Liming JIANG(1), Hui LIN(1), Fang LIU(2) and Qing ZHAO(1)

(1) Institute of Space and Earth Information Science, RM615, ELB, Chinese University of Hong Kong, Hong Kong, China
(2) Seismological Bureau of Sichuan Province, Seismological Bureau of Sichuan Province, Chengdu, 610041, China


The Xianshuihe fault of Sichuan province, southwest China, is a highly active strike-slip fault approximately 350 km long. The fault is located in the eastern margin area of the Tibetan plateau, and is a part of a larger-scale fault system whose slip motion releases strain that plays a key role in collision of the Indian and Eurasian plates. It maybe ranked as one of the world’s most active faults, having produced sixteen earthquakes of M ≥ 6.5 since 1700. Previous studies have described up to 10-17mm/a of left-lateral slip on the Xianshuihe fault during the last decades, as indicated from geological criteria and GPS observations. The satellite InSAR observation is an alternative technique effectively used to measure the crustal deformation of the Xianshuihe fault, since the lack of vegetation in this area allows a coherent signal, even in a long-interval interferogram. However, the ENVISAT ASAR Image Mode (IM) imagery covers a 100 km wide stripe and will therefore not be sufficient for such large-scale deformation study.

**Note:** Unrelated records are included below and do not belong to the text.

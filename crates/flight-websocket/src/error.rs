//! WebSocket error types

use thiserror::Error;

/// WebSocket errors
#[derive(Error, Debug)]
pub enum WsError {
    #[error("IO error: {0}")]
    Io(#[from] std::io::Error),

    #[error("WebSocket error: {0}")]
    WebSocket(#[from] tokio_tungstenite::tungstenite::Error),

    #[error("JSON serialization error: {0}")]
    Json(#[from] serde_json::Error),

    #[error("Client not found: {0}")]
    ClientNotFound(String),

    #[error("Flight not found or access denied")]
    AccessDenied,

    #[error("Unauthorized: {0}")]
    Unauthorized(String),
}

pub type WsResult<T> = Result<T, WsError>;
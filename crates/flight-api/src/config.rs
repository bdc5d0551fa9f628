//! API server configuration

use flight_db::DbConfig;
use flight_tracker::TrackerConfig;
use std::str::FromStr;
use std::time::Duration;

/// Secret used when `JWT_SECRET` is unset. Only suitable for development.
pub const DEV_JWT_SECRET: &str = "dev-secret-change-in-production";

/// Which store the server runs on
#[derive(Debug, Clone, Copy, PartialEq, Eq)]
pub enum StoreBackend {
    Scylla,
    Memory,
}

impl StoreBackend {
    pub fn as_str(&self) -> &'static str {
        match self {
            StoreBackend::Scylla => "scylla",
            StoreBackend::Memory => "memory",
        }
    }
}

impl FromStr for StoreBackend {
    type Err = String;

    fn from_str(s: &str) -> Result<Self, Self::Err> {
        match s.trim().to_ascii_lowercase().as_str() {
            "scylla" | "scylladb" => Ok(StoreBackend::Scylla),
            "memory" | "mem" => Ok(StoreBackend::Memory),
            other => Err(format!("unknown store backend: {other}")),
        }
    }
}

/// API server configuration
#[derive(Debug, Clone)]
pub struct ApiConfig {
    /// REST API port
    pub api_port: u16,
    /// WebSocket port
    pub ws_port: u16,
    /// Enable CORS for all origins (development)
    pub cors_permissive: bool,
    pub jwt_secret: String,
    pub store_backend: StoreBackend,
    pub db: DbConfig,
    pub tracker: TrackerConfig,
    /// OpenWeatherMap-compatible endpoint; fixed conditions are used without a key
    pub weather_api_url: String,
    pub weather_api_key: Option<String>,
    pub weather_timeout: Duration,
}

impl Default for ApiConfig {
    fn default() -> Self {
        Self {
            api_port: 3000,
            ws_port: 3002,
            cors_permissive: true,
            jwt_secret: DEV_JWT_SECRET.to_string(),
            store_backend: StoreBackend::Scylla,
            db: DbConfig::default(),
            tracker: TrackerConfig::default(),
            weather_api_url: "https://api.openweathermap.org/data/2.5/weather".to_string(),
            weather_api_key: None,
            weather_timeout: Duration::from_secs(5),
        }
    }
}

fn env_parse<T: FromStr>(name: &str) -> Option<T> {
    std::env::var(name).ok().and_then(|s| s.trim().parse().ok())
}

impl ApiConfig {
    /// Load configuration from environment variables
    pub fn from_env() -> Self {
        dotenvy::dotenv().ok();
        let defaults = Self::default();

        let cors_permissive = std::env::var("CORS_PERMISSIVE")
            .map(|s| s == "true" || s == "1")
            .unwrap_or(defaults.cors_permissive);

        let tracker = TrackerConfig {
            inactive_threshold: env_parse::<u64>("INACTIVE_THRESHOLD_MINUTES")
                .map(|m| Duration::from_secs(m * 60))
                .unwrap_or(defaults.tracker.inactive_threshold),
            reaper_interval: env_parse::<u64>("REAPER_INTERVAL_SECS")
                .map(Duration::from_secs)
                .unwrap_or(defaults.tracker.reaper_interval),
            zone_cache_ttl: env_parse::<u64>("ZONE_CACHE_TTL_SECS")
                .map(Duration::from_secs)
                .unwrap_or(defaults.tracker.zone_cache_ttl),
            engine_workers: env_parse("ENGINE_WORKERS").unwrap_or(defaults.tracker.engine_workers),
            engine_queue_capacity: env_parse("ENGINE_QUEUE_CAPACITY")
                .unwrap_or(defaults.tracker.engine_queue_capacity),
            ..defaults.tracker.clone()
        };

        Self {
            api_port: env_parse("API_PORT").unwrap_or(defaults.api_port),
            ws_port: env_parse("WS_PORT").unwrap_or(defaults.ws_port),
            cors_permissive,
            jwt_secret: std::env::var("JWT_SECRET").unwrap_or(defaults.jwt_secret),
            store_backend: env_parse("STORE_BACKEND").unwrap_or(defaults.store_backend),
            db: DbConfig::from_env(),
            tracker,
            weather_api_url: std::env::var("WEATHER_API_URL").unwrap_or(defaults.weather_api_url),
            weather_api_key: std::env::var("WEATHER_API_KEY")
                .ok()
                .filter(|k| !k.trim().is_empty()),
            weather_timeout: defaults.weather_timeout,
        }
    }

    pub fn uses_dev_secret(&self) -> bool {
        self.jwt_secret == DEV_JWT_SECRET
    }
}

#[cfg(test)]
mod tests {
    use super::*;

    #[test]
    fn test_store_backend_parsing() {
        assert_eq!("scylla".parse::<StoreBackend>().unwrap(), StoreBackend::Scylla);
        assert_eq!(" Memory ".parse::<StoreBackend>().unwrap(), StoreBackend::Memory);
        assert!("postgres".parse::<StoreBackend>().is_err());
    }

    #[test]
    fn test_defaults() {
        let config = ApiConfig::default();
        assert_eq!(config.api_port, 3000);
        assert_eq!(config.ws_port, 3002);
        assert!(config.uses_dev_secret());
        assert_eq!(config.tracker.inactive_threshold, Duration::from_secs(30 * 60));
    }
}
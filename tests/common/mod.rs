//! Shared helpers for the server-level integration tests.
//!
//! Every test gets its own temp-dir data root — no shared state between
//! tests, no leftovers on disk.

use std::sync::Arc;
use std::time::{Duration, Instant};

use tempfile::TempDir;

use dogma::executor::ServerState;
use dogma::{
    InMemoryLog, LockTable, ProjectManager, ReplicatedCommandExecutor, SessionStore,
    StandaloneCommandExecutor,
};
use dogma_git::{KEY_LEN, Kek};

/// A fixed timestamp for deterministic commits.
pub const TS: i64 = 1_700_000_000_000;

/// Grace period small enough for purge tests.
pub const GRACE: Duration = Duration::from_secs(7 * 24 * 60 * 60);

/// The KEK used by all tests.
pub fn test_kek() -> Kek {
    Kek::new(1, [0x5a; KEY_LEN])
}

/// A standalone server: manager + sessions + state + executor.
pub struct TestServer {
    pub _dir: TempDir,
    pub manager: Arc<ProjectManager>,
    pub sessions: Arc<SessionStore>,
    pub state: Arc<ServerState>,
    pub executor: StandaloneCommandExecutor,
}

impl TestServer {
    pub fn start() -> Self {
        dogma::telemetry::init();
        let dir = TempDir::new().expect("temp dir");
        let manager = Arc::new(
            ProjectManager::open(dir.path(), Some(test_kek()), GRACE, 1024, None)
                .expect("manager"),
        );
        let sessions = Arc::new(SessionStore::new());
        let state = Arc::new(ServerState::new("standalone-1"));
        let executor = StandaloneCommandExecutor::new(
            Arc::clone(&manager),
            Arc::clone(&sessions),
            Arc::clone(&state),
        );
        Self {
            _dir: dir,
            manager,
            sessions,
            state,
            executor,
        }
    }
}

/// One replica in a replicated test cluster.
pub struct TestReplica {
    pub _dir: TempDir,
    pub manager: Arc<ProjectManager>,
    pub sessions: Arc<SessionStore>,
    pub state: Arc<ServerState>,
    pub executor: Arc<ReplicatedCommandExecutor>,
}

/// Build `n` replicas sharing one in-memory replication log. The first
/// replica is made leader. Replay loops are started.
pub fn cluster(n: usize) -> (Arc<InMemoryLog>, Vec<TestReplica>) {
    dogma::telemetry::init();
    let log = Arc::new(InMemoryLog::new());
    let mut replicas = Vec::new();
    for i in 0..n {
        let dir = TempDir::new().expect("temp dir");
        let manager = Arc::new(
            ProjectManager::open(dir.path(), Some(test_kek()), GRACE, 1024, None)
                .expect("manager"),
        );
        let sessions = Arc::new(SessionStore::new());
        let state = Arc::new(ServerState::new(format!("replica-{i}")));
        let executor = Arc::new(ReplicatedCommandExecutor::new(
            Arc::clone(&manager),
            Arc::clone(&sessions),
            Arc::clone(&state),
            Arc::clone(&log) as Arc<dyn dogma::ReplicationLog>,
            Arc::new(LockTable::new()),
            Duration::from_secs(5),
        ));
        executor.start();
        replicas.push(TestReplica {
            _dir: dir,
            manager,
            sessions,
            state,
            executor,
        });
    }
    replicas[0].executor.on_take_leadership();
    (log, replicas)
}

/// Poll `predicate` until it holds or `timeout` elapses.
pub fn wait_until(timeout: Duration, predicate: impl Fn() -> bool) -> bool {
    let deadline = Instant::now() + timeout;
    while Instant::now() < deadline {
        if predicate() {
            return true;
        }
        std::thread::sleep(Duration::from_millis(20));
    }
    predicate()
}
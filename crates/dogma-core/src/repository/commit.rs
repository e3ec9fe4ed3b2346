//! The commit algorithm and change application.
//!
//! All mutation goes through [`Repository::commit`]: under the per-
//! repository write lock, the change set is applied to an in-memory view
//! of the head tree, validated, written as one new tree + commit, and
//! published by two ref updates (revision ref, then master CAS). Watchers
//! are notified after the lock is released.

use std::collections::BTreeMap;

use dogma_git::{CommitRecord, Expectation, Identity, Oid, TreeEdit};
use serde_json::Value;
use tracing::debug;

use crate::error::{Error, Result};
use crate::model::{Author, Change, ChangeContent, CommitMessage, Revision, encode_message};
use crate::patch::{apply_json_patch, apply_text_patch};
use crate::path::FilePath;
use crate::query::render_json_text;
use crate::repository::tree;
use crate::repository::{HeadState, Repository, master_ref, revision_ref};

impl Repository {
    /// Append one commit on top of `base`, which must equal the current
    /// head.
    ///
    /// # Errors
    /// - [`Error::RevisionNotFound`] — `base` does not normalize;
    /// - [`Error::ChangeConflict`] — `base` is stale, or a change cannot be
    ///   applied against the current state;
    /// - [`Error::RedundantChange`] — the change set produces no difference;
    /// - [`Error::ShuttingDown`] — the repository was closed.
    pub fn commit(
        &self,
        base: Revision,
        timestamp_millis: i64,
        author: &Author,
        message: CommitMessage,
        changes: &[Change],
    ) -> Result<Revision> {
        self.commit_internal(Some(base), timestamp_millis, author, message, changes, false)
    }

    pub(crate) fn commit_internal(
        &self,
        base: Option<Revision>,
        timestamp_millis: i64,
        author: &Author,
        message: CommitMessage,
        changes: &[Change],
        allow_empty: bool,
    ) -> Result<Revision> {
        self.ensure_open()?;
        let guard = self.write_lock().lock();
        self.ensure_open()?;

        let (parent, new_revision, working) = match base {
            Some(base) => {
                let head = self.head_state();
                let normalized = self.normalize(base)?;
                if normalized != head.revision {
                    return Err(Error::conflict(format!(
                        "invalid baseRevision: expected {}, got {}",
                        head.revision, normalized
                    )));
                }
                let working = Working::load(self, head.tree)?;
                (Some(head), head.revision.forward(1), working)
            }
            // Repository creation: no parent, empty base tree.
            None => (None, Revision::INIT, Working::empty()),
        };

        let mut working = working;
        for change in changes {
            working.apply(self, change)?;
        }
        if !allow_empty && working.edits == 0 {
            return Err(Error::RedundantChange);
        }

        let base_tree = parent.map(|p| p.tree);
        let new_tree = self.store().insert_tree(base_tree, &working.tree_edits(self)?)?;
        if !allow_empty && Some(new_tree) == base_tree {
            return Err(Error::RedundantChange);
        }

        let seconds = timestamp_millis.div_euclid(1000);
        let identity = Identity {
            name: author.name.clone(),
            email: author.email.clone(),
            seconds,
        };
        let record = CommitRecord {
            tree: new_tree,
            parents: parent.iter().map(|p| p.commit).collect(),
            author: identity.clone(),
            committer: identity,
            message: encode_message(&message, new_revision),
        };
        let commit_oid = self.store().insert_commit(&record)?;

        self.store().update_ref(
            &revision_ref(new_revision.major())?,
            commit_oid,
            Expectation::MustNotExist,
        )?;
        let master_expectation = match parent {
            Some(p) => Expectation::MustMatch(p.commit),
            None => Expectation::MustNotExist,
        };
        self.store()
            .update_ref(&master_ref()?, commit_oid, master_expectation)?;

        self.set_head(HeadState {
            revision: new_revision,
            commit: commit_oid,
            tree: new_tree,
        });
        drop(guard);

        debug!(
            repository = %self.name(),
            revision = new_revision.major(),
            touched = working.touched.len(),
            "committed"
        );
        // Fan out after the write lock is released so a slow consumer can
        // never block the writer.
        self.notifier().notify(new_revision, &working.touched);
        Ok(new_revision)
    }

    /// Compute the changes a change set would produce against `base`,
    /// without committing anything.
    ///
    /// # Errors
    /// [`Error::RevisionNotFound`] for an out-of-range base;
    /// [`Error::ChangeConflict`] when a change cannot be applied.
    pub fn preview_diff(
        &self,
        base: Revision,
        changes: &[Change],
    ) -> Result<BTreeMap<String, Change>> {
        let normalized = self.normalize(base)?;
        let base_tree = self.tree_oid(normalized)?;
        let mut working = Working::load(self, base_tree)?;
        for change in changes {
            working.apply(self, change)?;
        }
        working.preview(self)
    }
}
//! The [`ObjectStore`] trait — the single abstraction boundary between the
//! dogma repository engine and its persistence backends.
//!
//! The engine interacts with storage exclusively through this trait. The
//! trait is object-safe so callers can hold `Arc<dyn ObjectStore>` and swap
//! backends without recompiling the engine:
//!
//! | Backend | Module | Layout |
//! |---------|--------|--------|
//! | gix     | [`gix_store`](crate::gix_store) | standard bare git repository |
//! | cipher  | [`cipher_store`](crate::cipher_store) | encrypted key-value store |
//!
//! Both backends address objects by the SHA-1 of the plaintext git-format
//! object, so OIDs — and therefore revision refs and commit ids — are
//! identical regardless of backend.

use crate::error::StoreError;
use crate::types::{CommitRecord, Expectation, Oid, RefName, TreeEdit, TreeEntry};

/// The object-store abstraction used by the dogma repository engine.
///
/// # Object safety
///
/// This trait is object-safe: no generic methods, no `Self` in return
/// position outside of `Result`. Callers use `Arc<dyn ObjectStore>`.
///
/// # Contract
///
/// - Inserts are idempotent on content: inserting the same bytes twice
///   returns the same OID and stores one object.
/// - Ref updates are atomic and durable before the call returns `Ok`.
/// - Any ref update that names an inserted object observes that object as
///   already flushed; backends that batch object writes must flush first.
pub trait ObjectStore: Send + Sync {
    // -----------------------------------------------------------------------
    // Object write
    // -----------------------------------------------------------------------

    /// Write a blob and return its OID.
    fn insert_blob(&self, data: &[u8]) -> Result<Oid, StoreError>;

    /// Derive a new tree by applying `edits` to the tree at `base`, write
    /// it, and return its OID.
    ///
    /// `base = None` starts from the empty tree. Upserts create missing
    /// intermediate directories; removes drop files or whole subtrees.
    fn insert_tree(&self, base: Option<Oid>, edits: &[TreeEdit]) -> Result<Oid, StoreError>;

    /// Write a commit object and return its OID.
    fn insert_commit(&self, commit: &CommitRecord) -> Result<Oid, StoreError>;

    // -----------------------------------------------------------------------
    // Object read
    // -----------------------------------------------------------------------

    /// Read the contents of a blob.
    ///
    /// # Errors
    /// [`StoreError::ObjectNotFound`] if no such object exists.
    fn read_blob(&self, oid: Oid) -> Result<Vec<u8>, StoreError>;

    /// Read the entries of a tree (one level deep, not recursive).
    ///
    /// # Errors
    /// [`StoreError::ObjectNotFound`] if no such object exists.
    fn read_tree(&self, oid: Oid) -> Result<Vec<TreeEntry>, StoreError>;

    /// Read a commit object.
    ///
    /// # Errors
    /// [`StoreError::ObjectNotFound`] if no such object exists.
    fn read_commit(&self, oid: Oid) -> Result<CommitRecord, StoreError>;

    // -----------------------------------------------------------------------
    // Refs
    // -----------------------------------------------------------------------

    /// Resolve a ref to its OID, returning `None` if the ref does not exist.
    /// Symbolic refs are peeled to their target OID.
    fn read_ref(&self, name: &RefName) -> Result<Option<Oid>, StoreError>;

    /// Compare-and-set a ref to `new`.
    ///
    /// The update is atomic and durable before this returns `Ok`.
    ///
    /// # Errors
    /// [`StoreError::RefConflict`] if the ref's current value does not
    /// satisfy `expected`.
    fn update_ref(&self, name: &RefName, new: Oid, expected: Expectation)
    -> Result<(), StoreError>;

    /// Point a symbolic ref (in practice: `HEAD`) at another ref.
    fn set_symbolic_ref(&self, name: &RefName, target: &RefName) -> Result<(), StoreError>;

    /// List refs whose full name starts with `prefix`, sorted by name.
    /// Symbolic refs are omitted.
    fn list_refs(&self, prefix: &str) -> Result<Vec<(RefName, Oid)>, StoreError>;

    /// Rename a ref, preserving its target.
    ///
    /// # Errors
    /// [`StoreError::ObjectNotFound`] if `old` does not exist;
    /// [`StoreError::RefConflict`] if `new` already exists.
    fn rename_ref(&self, old: &RefName, new: &RefName) -> Result<(), StoreError>;

    /// Delete a ref. No-op if the ref does not exist.
    fn delete_ref(&self, name: &RefName) -> Result<(), StoreError>;
}
// ---------------------------------------------------------------------------
// ObjectStore impl
// ---------------------------------------------------------------------------

impl ObjectStore for CipherStore {
    fn insert_blob(&self, data: &[u8]) -> Result<Oid, StoreError> {
        self.put_object(ObjectKind::Blob, data)
    }

    fn insert_tree(&self, base: Option<Oid>, edits: &[TreeEdit]) -> Result<Oid, StoreError> {
        let mut root = match base {
            Some(oid) => self.load_dir(oid)?,
            None => BTreeMap::new(),
        };
        for edit in edits {
            match edit {
                TreeEdit::Upsert { path, oid } => upsert_path(&mut root, path, *oid),
                TreeEdit::Remove { path } => remove_path(&mut root, path),
            }
        }
        self.store_dir(&root)
    }

    fn insert_commit(&self, commit: &CommitRecord) -> Result<Oid, StoreError> {
        self.put_object(ObjectKind::Commit, &format::serialize_commit(commit))
    }

    fn read_blob(&self, oid: Oid) -> Result<Vec<u8>, StoreError> {
        self.get_object(oid, ObjectKind::Blob)
    }

    fn read_tree(&self, oid: Oid) -> Result<Vec<TreeEntry>, StoreError> {
        format::parse_tree(&self.get_object(oid, ObjectKind::Tree)?)
    }

    fn read_commit(&self, oid: Oid) -> Result<CommitRecord, StoreError> {
        format::parse_commit(&self.get_object(oid, ObjectKind::Commit)?)
    }

    fn read_ref(&self, name: &RefName) -> Result<Option<Oid>, StoreError> {
        let table = self.refs.lock();
        let resolved = match table.symbolic.get(name.as_str()) {
            Some(target) => table.refs.get(target),
            None => table.refs.get(name.as_str()),
        };
        match resolved {
            Some(hex) => {
                let oid = hex
                    .parse()
                    .map_err(|e: crate::types::OidParseError| StoreError::InvalidOid {
                        value: hex.clone(),
                        reason: e.reason,
                    })?;
                Ok(Some(oid))
            }
            None => Ok(None),
        }
    }

    fn update_ref(
        &self,
        name: &RefName,
        new: Oid,
        expected: Expectation,
    ) -> Result<(), StoreError> {
        let mut table = self.refs.lock();
        let current = table.refs.get(name.as_str()).cloned();
        match (expected, &current) {
            (Expectation::MustNotExist, Some(oid)) => {
                return Err(StoreError::RefConflict {
                    ref_name: name.to_string(),
                    message: format!("ref already exists at {oid}"),
                });
            }
            (Expectation::MustMatch(want), Some(have)) if want.to_string() != *have => {
                return Err(StoreError::RefConflict {
                    ref_name: name.to_string(),
                    message: format!("expected {want}, found {have}"),
                });
            }
            (Expectation::MustMatch(want), None) => {
                return Err(StoreError::RefConflict {
                    ref_name: name.to_string(),
                    message: format!("expected {want}, found no ref"),
                });
            }
            _ => {}
        }
        table.refs.insert(name.as_str().to_owned(), new.to_string());
        self.persist_refs(&table)
    }

    fn set_symbolic_ref(&self, name: &RefName, target: &RefName) -> Result<(), StoreError> {
        let mut table = self.refs.lock();
        table
            .symbolic
            .insert(name.as_str().to_owned(), target.as_str().to_owned());
        self.persist_refs(&table)
    }

    fn list_refs(&self, prefix: &str) -> Result<Vec<(RefName, Oid)>, StoreError> {
        let table = self.refs.lock();
        let mut out = Vec::new();
        for (name, hex) in table.refs.range(prefix.to_owned()..) {
            if !name.starts_with(prefix) {
                break;
            }
            let ref_name = RefName::new(name).map_err(|e| StoreError::Backend {
                message: format!("unusable ref name in table: {e}"),
            })?;
            let oid = hex
                .parse()
                .map_err(|e: crate::types::OidParseError| StoreError::InvalidOid {
                    value: hex.clone(),
                    reason: e.reason,
                })?;
            out.push((ref_name, oid));
        }
        Ok(out)
    }

    fn rename_ref(&self, old: &RefName, new: &RefName) -> Result<(), StoreError> {
        let mut table = self.refs.lock();
        if table.refs.contains_key(new.as_str()) {
            return Err(StoreError::RefConflict {
                ref_name: new.to_string(),
                message: "rename target already exists".to_owned(),
            });
        }
        let Some(hex) = table.refs.remove(old.as_str()) else {
            return Err(StoreError::ObjectNotFound {
                message: format!("ref {old} does not exist"),
            });
        };
        table.refs.insert(new.as_str().to_owned(), hex);
        self.persist_refs(&table)
    }

    fn delete_ref(&self, name: &RefName) -> Result<(), StoreError> {
        let mut table = self.refs.lock();
        if table.refs.remove(name.as_str()).is_some() {
            self.persist_refs(&table)?;
        }
        Ok(())
    }
}

// ---------------------------------------------------------------------------
// Atomic file helpers
// ---------------------------------------------------------------------------

fn write_atomic(path: &Path, bytes: &[u8]) -> Result<(), StoreError> {
    let tmp = path.with_extension("tmp");
    {
        let mut file = fs::File::create(&tmp)?;
        file.write_all(bytes)?;
        file.sync_all()?;
    }
    fs::rename(&tmp, path)?;
    Ok(())
}

fn write_json_atomic<T: Serialize>(path: &Path, value: &T) -> Result<(), StoreError> {
    let bytes = serde_json::to_vec_pretty(value).map_err(|e| StoreError::Backend {
        message: format!("failed to serialize {}: {e}", path.display()),
    })?;
    write_atomic(path, &bytes)
}

fn read_json<T: for<'de> Deserialize<'de>>(path: &Path) -> Result<T, StoreError> {
    let bytes = fs::read(path)?;
    serde_json::from_slice(&bytes).map_err(|e| StoreError::Backend {
        message: format!("failed to parse {}: {e}", path.display()),
    })
}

In this work, we have applied the enhanced method called Scan Synthetic Aperture Radar (ScanSAR) interferometry technique to measure active crustal deformation along the Xianshuihe fault. The ENVISAR ASAR Wide-Swath SLC (WSS) data that cover in generally an area of 400×400 km2 were used for this study. A selected six of phase-preserving ASAR WSS data were processed by using the GAMMA DIFF/GEO module. Specific processing steps of ScanSAR interferometry include: (1) refined coregistration using SRTM3 DEM, (2) common band filtering in range and azimuth, (3)burst interferograms generation aggregation, (3) subtraction of the simulated phase based on SRTM3 DEM, (4)full swath recomposition and mosaicking, and (5) terrain geocoding. Especially, an interferogram stacking analysis was performed to reduce the effect of atmospheric distortion on deformation estimation.

The crustal deformation rate of the Xianshuihe fault between year 2003 and 2007 was estimated by using ENVISAT ScanSAR interferometry. Preliminary results were compared to InSAR observations based on “normal” ASAR IM imagery and GPS measurement. The deformation spatial distribution between them showed a good agreement that demonstrates the potential to monitor such wide-stretched deformation using ENVISAT WSS data.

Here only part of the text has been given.